Pull-based load distribution in large-scale heterogeneous service systems

TL;DR

This paper analyzes a pull-based load distribution algorithm in large-scale heterogeneous cloud systems, proving its asymptotic optimality in minimizing customer blocking and waiting as system size grows.

Contribution

It introduces and proves the asymptotic optimality of the PULL load distribution algorithm in large, heterogeneous server pools under sub-critical load.

Findings

Asymptotic probability of blocking or waiting vanishes as system size increases.

PULL algorithm remains optimal under various generalizations.

Effective load balancing in large-scale heterogeneous systems.

Abstract

The model is motivated by the problem of load distribution in large-scale cloud-based data processing systems. We consider a heterogeneous service system, consisting of multiple large server pools. The pools are different in that their servers may have different processing speed and/or different buffer sizes (which may be finite or infinite).
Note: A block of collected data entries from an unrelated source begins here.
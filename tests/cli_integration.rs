use assert_cmd::prelude::*;
use predicates::prelude::*;
use std::fs;
use std::process::Command;
use tempfile::tempdir;

fn bin() -> Command {
    let mut cmd = Command::cargo_bin("blobman").unwrap();
    cmd.env("NO_COLOR", "1").env_remove("BLOBMAN_LOG");
    cmd
}

fn git_available() -> bool {
    Command::new("git")
        .arg("--version")
        .output()
        .map(|o| o.status.success())
        .unwrap_or(false)
}

/// A git work tree with a hand-written blobman config, so no restic is needed.
fn initialized_repo() -> tempfile::TempDir {
    let tmp = tempdir().unwrap();
    let status = Command::new("git")
        .arg("init")
        .arg("-q")
        .current_dir(tmp.path())
        .status()
        .unwrap();
    assert!(status.success());

    let dir = tmp.path().join(".blobman");
    fs::create_dir_all(&dir).unwrap();
    fs::write(
        dir.join("config.json"),
        r#"{"repository_url":"/srv/restic","include_patterns":{}}"#,
    )
    .unwrap();
    fs::write(dir.join("lock.json"), r#"{"snapshot_tag":null,"tracked_files":[]}"#).unwrap();
    fs::write(dir.join("password.txt"), "hunter2").unwrap();
    tmp
}

#[test]
fn help_lists_commands() {
    bin()
        .arg("--help")
        .assert()
        .success()
        .stdout(predicate::str::contains("snapshot"))
        .stdout(predicate::str::contains("checkout"))
        .stdout(predicate::str::contains("status"));
}

#[test]
fn commands_outside_a_repository_fail() {
    let tmp = tempdir().unwrap();
    bin()
        .current_dir(tmp.path())
        .arg("status")
        .assert()
        .failure()
        .stderr(predicate::str::contains("not a git repository"));
}

#[test]
fn uninitialized_repository_points_at_init() {
    let tmp = tempdir().unwrap();
    fs::create_dir(tmp.path().join(".git")).unwrap();
    bin()
        .arg("-C")
        .arg(tmp.path())
        .arg("snapshot")
        .arg("--dry")
        .assert()
        .failure()
        .stderr(predicate::str::contains("blobman init"));
}

#[test]
fn add_and_remove_patterns() {
    if !git_available() {
        return;
    }
    let repo = initialized_repo();

    let output = bin()
        .current_dir(repo.path())
        .args(["add", "data/**/*.bin"])
        .output()
        .unwrap();
    assert!(output.status.success(), "{}", String::from_utf8_lossy(&output.stderr));
    let stdout = String::from_utf8_lossy(&output.stdout);
    assert!(stdout.contains("data/**/*.bin"));

    let config = fs::read_to_string(repo.path().join(".blobman/config.json")).unwrap();
    let parsed: serde_json::Value = serde_json::from_str(&config).unwrap();
    let patterns = parsed["include_patterns"].as_object().unwrap();
    assert_eq!(patterns.len(), 1);
    let id = patterns.keys().next().unwrap().clone();

    bin()
        .current_dir(repo.path())
        .args(["add", "data/**/*.bin"])
        .assert()
        .success()
        .stdout(predicate::str::contains("already tracked"));

    bin()
        .current_dir(repo.path())
        .args(["remove", &id])
        .assert()
        .success();
    let config = fs::read_to_string(repo.path().join(".blobman/config.json")).unwrap();
    assert!(!config.contains("data/**/*.bin"));

    bin()
        .current_dir(repo.path())
        .args(["remove", &id])
        .assert()
        .failure();
}

#[test]
fn add_rejects_patterns_that_escape_the_repository() {
    if !git_available() {
        return;
    }
    let repo = initialized_repo();
    bin()
        .current_dir(repo.path())
        .args(["add", "../outside/*.bin"])
        .assert()
        .failure()
        .stderr(predicate::str::contains("../outside/*.bin"));
}

#[test]
fn add_refuses_files_tracked_by_git() {
    if !git_available() {
        return;
    }
    let repo = initialized_repo();
    fs::write(repo.path().join("model.bin"), "weights").unwrap();
    let status = Command::new("git")
        .args(["add", "model.bin"])
        .current_dir(repo.path())
        .status()
        .unwrap();
    assert!(status.success());

    bin()
        .current_dir(repo.path())
        .args(["add", "*.bin"])
        .assert()
        .failure()
        .stderr(predicate::str::contains("model.bin"));

    let config = fs::read_to_string(repo.path().join(".blobman/config.json")).unwrap();
    assert!(!config.contains("*.bin"));
}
We study an asymptotic regime in which the customer arrival rate and pool sizes scale to infinity simultaneously, in proportion to some scaling parameter $n$. Arriving customers are assigned to the servers by a "router", according to a {\em pull-based} algorithm, called PULL. Under the algorithm, each server sends a "pull-message" to the router, when it becomes idle; the router assigns an arriving customer to a server according to a randomly chosen available pull-message, if there are any, or to a random server, otherwise. Assuming sub-critical system load, we prove asymptotic optimality of PULL. Namely, as system scale $n\to\infty$, the steady-state probability of an arriving customer experiencing blocking or waiting, vanishes. We also describe some generalizations of the model and PULL algorithm, for which the asymptotic optimality still holds.